[[ Data records, beginning ]]

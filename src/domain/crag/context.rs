//! Merging per-source evidence into one labeled context block

use super::config::CragConfig;
use super::grade::LeveledDocument;

/// Stand-in for a source (or a whole context) with nothing admitted
pub const NO_RELEVANT_CONTEXT: &str = "No relevant context found";

/// Separator between documents of one source, and between the two sources
const JOIN: &str = " \n";

/// One source's contribution after grading
#[derive(Debug, Clone, PartialEq, Eq)]
pub enum SourceContext {
    /// Admitted documents joined into one text
    Evidence { label: String, text: String },
    /// Nothing retrieved, nothing relevant, or nothing at an admitted level
    Empty { label: String },
}

impl SourceContext {
    /// Keep documents at admitted levels and join them in retrieval order
    pub fn from_leveled(
        label: impl Into<String>,
        documents: &[LeveledDocument],
        config: &CragConfig,
    ) -> Self {
        let admitted: Vec<&str> = documents
            .iter()
            .filter(|d| config.admits(d.level))
            .map(|d| d.document.content.as_str())
            .collect();

        if admitted.is_empty() {
            Self::Empty {
                label: label.into(),
            }
        } else {
            Self::Evidence {
                label: label.into(),
                text: admitted.join(JOIN),
            }
        }
    }

    /// Wrap already-joined text; the sentinel string counts as empty
    pub fn from_text(label: impl Into<String>, text: impl Into<String>) -> Self {
        let text = text.into();
        if text.is_empty() || text == NO_RELEVANT_CONTEXT {
            Self::Empty {
                label: label.into(),
            }
        } else {
            Self::Evidence {
                label: label.into(),
                text,
            }
        }
    }

    pub fn empty(label: impl Into<String>) -> Self {
        Self::Empty {
            label: label.into(),
        }
    }

    pub fn label(&self) -> &str {
        match self {
            Self::Evidence { label, .. } | Self::Empty { label } => label,
        }
    }

    pub fn is_empty(&self) -> bool {
        matches!(self, Self::Empty { .. })
    }

    /// Text contributed to the context, the sentinel when empty
    pub fn text(&self) -> &str {
        match self {
            Self::Evidence { text, .. } => text,
            Self::Empty { .. } => NO_RELEVANT_CONTEXT,
        }
    }

    fn labeled(&self) -> Option<String> {
        match self {
            Self::Evidence { label, text } => Some(format!("{}:{}{}", label, JOIN, text)),
            Self::Empty { .. } => None,
        }
    }
}

/// Combine two sources under the four-way rule: an empty source is dropped,
/// both empty yields the sentinel alone.
pub fn assemble_context(first: &SourceContext, second: &SourceContext) -> String {
    match (first.labeled(), second.labeled()) {
        (None, None) => NO_RELEVANT_CONTEXT.to_string(),
        (Some(a), None) => a,
        (None, Some(b)) => b,
        (Some(a), Some(b)) => format!("{}{}{}", a, JOIN, b),
    }
}
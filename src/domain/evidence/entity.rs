//! Evidence store identity and retrieved documents

use serde::{Deserialize, Serialize};

use super::validation::{validate_evidence_store_id, EvidenceValidationError};

/// Evidence store identifier - alphanumeric with hyphens or underscores
#[derive(Debug, Clone, PartialEq, Eq, Hash, Serialize, Deserialize)]
#[serde(try_from = "String", into = "String")]
pub struct EvidenceStoreId(String);

impl EvidenceStoreId {
    /// Create a new EvidenceStoreId after validation
    pub fn new(id: impl Into<String>) -> Result<Self, EvidenceValidationError> {
        let id = id.into();
        validate_evidence_store_id(&id)?;
        Ok(Self(id))
    }

    /// Get the inner string value
    pub fn as_str(&self) -> &str {
        &self.0
    }
}

impl TryFrom<String> for EvidenceStoreId {
    type Error = EvidenceValidationError;

    fn try_from(value: String) -> Result<Self, Self::Error> {
        Self::new(value)
    }
}

impl From<EvidenceStoreId> for String {
    fn from(id: EvidenceStoreId) -> Self {
        id.0
    }
}

impl std::fmt::Display for EvidenceStoreId {
    fn fmt(&self, f: &mut std::fmt::Formatter<'_>) -> std::fmt::Result {
        write!(f, "{}", self.0)
    }
}

/// One piece of evidence returned by a similarity search: a YARA rule body,
/// an advisory description or a sample of malicious code.
#[derive(Debug, Clone, PartialEq, Serialize, Deserialize)]
pub struct EvidenceDocument {
    /// Identifier of the row/chunk inside the store
    pub id: String,
    /// Text payload handed to the graders and the classifier
    pub content: String,
    /// Similarity score (higher is more similar)
    pub score: f32,
    /// Store the document was retrieved from
    pub store: EvidenceStoreId,
}

impl EvidenceDocument {
    /// Create a new evidence document
    pub fn new(
        store: EvidenceStoreId,
        id: impl Into<String>,
        content: impl Into<String>,
        score: f32,
    ) -> Self {
        Self {
            id: id.into(),
            content: content.into(),
            score,
            store,
        }
    }
}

[[ Data records, end ]]

Reproduce the preceding records exactly and completely.

filename src/domain/crag/context.rs
//! Merging per-source evidence into one labeled context block

use super::config::CragConfig;
use super::grade::LeveledDocument;

/// Stand-in for a source (or a whole context) with nothing admitted
pub const NO_RELEVANT_CONTEXT: &str = "No relevant context found";

/// Separator between documents of one source, and between the two sources
const JOIN: &str = " \n";

/// One source's contribution after grading
#[derive(Debug, Clone, PartialEq, Eq)]
pub enum SourceContext {
    /// Admitted documents joined into one text
    Evidence { label: String, text: String },
    /// Nothing retrieved, nothing relevant, or nothing at an admitted level
    Empty { label: String },
}

impl SourceContext {
    /// Keep documents at admitted levels and join them in retrieval order
    pub fn from_leveled(
        label: impl Into<String>,
        documents: &[LeveledDocument],
        config: &CragConfig,
    ) -> Self {
        let admitted: Vec<&str> = documents
            .iter()
            .filter(|d| config.admits(d.level))
            .map(|d| d.document.content.as_str())
            .collect();

        if admitted.is_empty() {
            Self::Empty {
                label: label.into(),
            }
        } else {
            Self::Evidence {
                label: label.into(),
                text: admitted.join(JOIN),
            }
        }
    }

    /// Wrap already-joined text; the sentinel string counts as empty
    pub fn from_text(label: impl Into<String>, text: impl Into<String>) -> Self {
        let text = text.into();
        if text.is_empty() || text == NO_RELEVANT_CONTEXT {
            Self::Empty {
                label: label.into(),
            }
        } else {
            Self::Evidence {
                label: label.into(),
                text,
            }
        }
    }

    pub fn empty(label: impl Into<String>) -> Self {
        Self::Empty {
            label: label.into(),
        }
    }

    pub fn label(&self) -> &str {
        match self {
            Self::Evidence { label, .. } | Self::Empty { label } => label,
        }
    }

    pub fn is_empty(&self) -> bool {
        matches!(self, Self::Empty { .. })
    }

    /// Text contributed to the context, the sentinel when empty
    pub fn text(&self) -> &str {
        match self {
            Self::Evidence { text, .. } => text,
            Self::Empty { .. } => NO_RELEVANT_CONTEXT,
        }
    }

    fn labeled(&self) -> Option<String> {
        match self {
            Self::Evidence { label, text } => Some(format!("{}:{}{}", label, JOIN, text)),
            Self::Empty { .. } => None,
        }
    }
}

/// Combine two sources under the four-way rule: an empty source is dropped,
/// both empty yields the sentinel alone.
pub fn assemble_context(first: &SourceContext, second: &SourceContext) -> String {
    match (first.labeled(), second.labeled()) {
        (None, None) => NO_RELEVANT_CONTEXT.to_string(),
        (Some(a), None) => a,
        (None, Some(b)) => b,
        (Some(a), Some(b)) => format!("{}{}{}", a, JOIN, b),
    }
}
filename src/domain/evidence/entity.rs
//! Evidence store identity and retrieved documents

use serde::{Deserialize, Serialize};

use super::validation::{validate_evidence_store_id, EvidenceValidationError};

/// Evidence store identifier - alphanumeric with hyphens or underscores
#[derive(Debug, Clone, PartialEq, Eq, Hash, Serialize, Deserialize)]
#[serde(try_from = "String", into = "String")]
pub struct EvidenceStoreId(String);

impl EvidenceStoreId {
    /// Create a new EvidenceStoreId after validation
    pub fn new(id: impl Into<String>) -> Result<Self, EvidenceValidationError> {
        let id = id.into();
        validate_evidence_store_id(&id)?;
        Ok(Self(id))
    }

    /// Get the inner string value
    pub fn as_str(&self) -> &str {
        &self.0
    }
}

impl TryFrom<String> for EvidenceStoreId {
    type Error = EvidenceValidationError;

    fn try_from(value: String) -> Result<Self, Self::Error> {
        Self::new(value)
    }
}

impl From<EvidenceStoreId> for String {
    fn from(id: EvidenceStoreId) -> Self {
        id.0
    }
}

impl std::fmt::Display for EvidenceStoreId {
    fn fmt(&self, f: &mut std::fmt::Formatter<'_>) -> std::fmt::Result {
        write!(f, "{}", self.0)
    }
}

/// One piece of evidence returned by a similarity search: a YARA rule body,
/// an advisory description or a sample of malicious code.
#[derive(Debug, Clone, PartialEq, Serialize, Deserialize)]
pub struct EvidenceDocument {
    /// Identifier of the row/chunk inside the store
    pub id: String,
    /// Text payload handed to the graders and the classifier
    pub content: String,
    /// Similarity score (higher is more similar)
    pub score: f32,
    /// Store the document was retrieved from
    pub store: EvidenceStoreId,
}

impl EvidenceDocument {
    /// Create a new evidence document
    pub fn new(
        store: EvidenceStoreId,
        id: impl Into<String>,
        content: impl Into<String>,
        score: f32,
    ) -> Self {
        Self {
            id: id.into(),
            content: content.into(),
            score,
            store,
        }
    }
}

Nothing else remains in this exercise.